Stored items
----------

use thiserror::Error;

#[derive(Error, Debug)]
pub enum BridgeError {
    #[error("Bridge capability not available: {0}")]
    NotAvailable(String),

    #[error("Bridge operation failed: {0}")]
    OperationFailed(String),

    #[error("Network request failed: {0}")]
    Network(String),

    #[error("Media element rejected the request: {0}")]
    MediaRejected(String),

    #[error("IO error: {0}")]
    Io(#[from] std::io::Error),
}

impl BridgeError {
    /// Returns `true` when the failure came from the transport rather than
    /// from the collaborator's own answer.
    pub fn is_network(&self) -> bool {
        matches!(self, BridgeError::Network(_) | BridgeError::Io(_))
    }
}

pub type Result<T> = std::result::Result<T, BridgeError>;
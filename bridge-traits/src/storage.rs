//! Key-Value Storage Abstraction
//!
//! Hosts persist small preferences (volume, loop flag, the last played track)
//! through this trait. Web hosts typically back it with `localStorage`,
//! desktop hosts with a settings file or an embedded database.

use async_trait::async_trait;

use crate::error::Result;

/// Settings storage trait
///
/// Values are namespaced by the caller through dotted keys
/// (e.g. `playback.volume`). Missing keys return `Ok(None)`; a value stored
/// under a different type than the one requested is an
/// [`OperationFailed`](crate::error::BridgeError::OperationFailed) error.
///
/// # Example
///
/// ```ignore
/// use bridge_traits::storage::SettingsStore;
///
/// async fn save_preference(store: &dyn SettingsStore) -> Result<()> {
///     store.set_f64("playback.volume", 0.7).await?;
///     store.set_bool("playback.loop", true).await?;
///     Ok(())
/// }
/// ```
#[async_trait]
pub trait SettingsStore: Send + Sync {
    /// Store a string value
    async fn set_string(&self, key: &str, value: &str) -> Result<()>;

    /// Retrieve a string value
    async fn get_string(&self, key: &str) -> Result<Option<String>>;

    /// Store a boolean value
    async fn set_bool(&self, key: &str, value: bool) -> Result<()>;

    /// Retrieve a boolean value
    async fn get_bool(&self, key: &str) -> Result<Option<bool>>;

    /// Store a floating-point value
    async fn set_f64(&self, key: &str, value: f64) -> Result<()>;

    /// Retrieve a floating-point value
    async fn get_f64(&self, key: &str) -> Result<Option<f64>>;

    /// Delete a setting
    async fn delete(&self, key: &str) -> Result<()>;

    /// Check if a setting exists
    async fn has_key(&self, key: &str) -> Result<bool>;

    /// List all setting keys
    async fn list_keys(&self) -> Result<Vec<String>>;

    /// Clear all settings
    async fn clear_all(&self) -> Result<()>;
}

----------

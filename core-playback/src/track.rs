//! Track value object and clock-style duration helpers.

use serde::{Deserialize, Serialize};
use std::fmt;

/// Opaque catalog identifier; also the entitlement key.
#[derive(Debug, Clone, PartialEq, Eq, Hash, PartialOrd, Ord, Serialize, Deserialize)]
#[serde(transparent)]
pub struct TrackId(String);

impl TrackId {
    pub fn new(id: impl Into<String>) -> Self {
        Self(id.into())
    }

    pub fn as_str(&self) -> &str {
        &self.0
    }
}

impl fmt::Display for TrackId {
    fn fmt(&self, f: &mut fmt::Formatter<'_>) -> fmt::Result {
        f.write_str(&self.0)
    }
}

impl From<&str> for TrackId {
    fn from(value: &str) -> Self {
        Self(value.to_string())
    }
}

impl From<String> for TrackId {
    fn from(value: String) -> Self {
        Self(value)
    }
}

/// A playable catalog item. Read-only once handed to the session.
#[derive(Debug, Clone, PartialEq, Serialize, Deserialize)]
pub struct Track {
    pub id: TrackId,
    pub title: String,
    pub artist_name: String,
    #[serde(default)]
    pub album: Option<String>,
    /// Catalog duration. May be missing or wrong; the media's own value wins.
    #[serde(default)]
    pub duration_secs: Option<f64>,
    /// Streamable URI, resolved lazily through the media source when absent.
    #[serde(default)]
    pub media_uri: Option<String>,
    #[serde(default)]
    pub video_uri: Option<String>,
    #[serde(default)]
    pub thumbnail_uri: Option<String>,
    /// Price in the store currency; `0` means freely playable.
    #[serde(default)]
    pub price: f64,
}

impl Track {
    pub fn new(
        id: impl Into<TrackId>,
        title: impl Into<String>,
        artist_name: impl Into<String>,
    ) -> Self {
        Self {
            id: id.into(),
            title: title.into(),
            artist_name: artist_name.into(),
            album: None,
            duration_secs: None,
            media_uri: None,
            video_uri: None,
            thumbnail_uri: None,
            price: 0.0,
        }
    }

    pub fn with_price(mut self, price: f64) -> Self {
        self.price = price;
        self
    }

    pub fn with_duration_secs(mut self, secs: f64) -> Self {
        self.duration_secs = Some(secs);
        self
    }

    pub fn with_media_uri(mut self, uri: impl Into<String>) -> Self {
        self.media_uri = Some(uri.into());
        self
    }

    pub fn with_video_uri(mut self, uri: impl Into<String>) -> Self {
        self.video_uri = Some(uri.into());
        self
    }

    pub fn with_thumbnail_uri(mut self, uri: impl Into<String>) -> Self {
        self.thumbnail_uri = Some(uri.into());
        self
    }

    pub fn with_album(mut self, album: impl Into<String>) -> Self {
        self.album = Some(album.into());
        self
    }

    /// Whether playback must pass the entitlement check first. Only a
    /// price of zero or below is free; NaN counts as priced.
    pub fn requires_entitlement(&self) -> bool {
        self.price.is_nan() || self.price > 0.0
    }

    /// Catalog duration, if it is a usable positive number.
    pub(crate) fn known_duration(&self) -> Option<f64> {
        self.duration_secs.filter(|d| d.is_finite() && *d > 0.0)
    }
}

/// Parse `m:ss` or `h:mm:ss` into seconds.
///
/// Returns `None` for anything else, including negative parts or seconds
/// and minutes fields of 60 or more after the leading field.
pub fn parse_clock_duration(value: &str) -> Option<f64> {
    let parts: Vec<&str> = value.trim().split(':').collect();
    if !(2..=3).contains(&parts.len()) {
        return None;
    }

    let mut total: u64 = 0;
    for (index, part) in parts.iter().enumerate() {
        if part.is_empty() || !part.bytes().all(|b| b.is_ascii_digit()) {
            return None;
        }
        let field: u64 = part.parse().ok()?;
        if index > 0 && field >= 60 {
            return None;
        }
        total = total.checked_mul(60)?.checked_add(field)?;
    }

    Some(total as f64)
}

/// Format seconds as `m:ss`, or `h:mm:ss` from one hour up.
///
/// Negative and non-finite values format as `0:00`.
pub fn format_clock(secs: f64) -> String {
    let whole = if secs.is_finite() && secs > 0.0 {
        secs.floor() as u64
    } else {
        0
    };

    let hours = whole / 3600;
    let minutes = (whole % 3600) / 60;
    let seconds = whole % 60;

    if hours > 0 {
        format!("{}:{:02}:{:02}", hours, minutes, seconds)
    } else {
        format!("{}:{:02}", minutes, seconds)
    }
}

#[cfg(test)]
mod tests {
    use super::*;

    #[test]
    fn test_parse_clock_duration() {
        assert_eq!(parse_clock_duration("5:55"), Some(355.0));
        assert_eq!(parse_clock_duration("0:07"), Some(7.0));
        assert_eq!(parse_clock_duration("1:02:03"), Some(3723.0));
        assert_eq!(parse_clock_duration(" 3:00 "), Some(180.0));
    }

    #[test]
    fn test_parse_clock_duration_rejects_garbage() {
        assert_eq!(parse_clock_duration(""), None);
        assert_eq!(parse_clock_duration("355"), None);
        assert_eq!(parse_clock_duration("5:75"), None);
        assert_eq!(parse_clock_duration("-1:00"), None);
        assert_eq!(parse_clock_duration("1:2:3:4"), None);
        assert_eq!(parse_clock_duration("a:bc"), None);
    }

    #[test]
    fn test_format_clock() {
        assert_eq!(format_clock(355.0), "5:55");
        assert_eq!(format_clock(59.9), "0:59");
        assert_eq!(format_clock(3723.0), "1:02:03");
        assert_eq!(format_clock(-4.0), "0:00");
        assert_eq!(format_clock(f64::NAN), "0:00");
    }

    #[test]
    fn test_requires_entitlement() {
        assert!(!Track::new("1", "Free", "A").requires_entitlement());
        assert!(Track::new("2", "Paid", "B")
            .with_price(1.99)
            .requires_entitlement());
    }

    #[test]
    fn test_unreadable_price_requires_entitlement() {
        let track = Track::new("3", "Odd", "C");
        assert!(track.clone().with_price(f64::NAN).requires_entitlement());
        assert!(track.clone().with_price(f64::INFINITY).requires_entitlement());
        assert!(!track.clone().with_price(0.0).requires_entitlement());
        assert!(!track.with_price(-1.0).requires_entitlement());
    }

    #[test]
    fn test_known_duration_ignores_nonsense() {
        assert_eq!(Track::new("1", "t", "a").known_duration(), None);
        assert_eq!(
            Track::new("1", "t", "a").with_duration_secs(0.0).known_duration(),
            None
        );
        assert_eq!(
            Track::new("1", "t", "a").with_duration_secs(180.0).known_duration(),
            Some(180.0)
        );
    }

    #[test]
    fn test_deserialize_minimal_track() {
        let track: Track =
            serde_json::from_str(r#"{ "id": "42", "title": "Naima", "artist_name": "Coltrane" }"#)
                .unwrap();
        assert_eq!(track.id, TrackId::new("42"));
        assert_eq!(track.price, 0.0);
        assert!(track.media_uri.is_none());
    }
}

----------

Task goal
The lines above from the one containing "#[derive(Error, Debug)]" through the one containing "collaborator's own answer." are to be set down exactly, and no others.

Task response
#[derive(Error, Debug)]
pub enum BridgeError {
    #[error("Bridge capability not available: {0}")]
    NotAvailable(String),

    #[error("Bridge operation failed: {0}")]
    OperationFailed(String),

    #[error("Network request failed: {0}")]
    Network(String),

    #[error("Media element rejected the request: {0}")]
    MediaRejected(String),

    #[error("IO error: {0}")]
    Io(#[from] std::io::Error),
}

impl BridgeError {
    /// Returns `true` when the failure came from the transport rather than
    /// from the collaborator's own answer.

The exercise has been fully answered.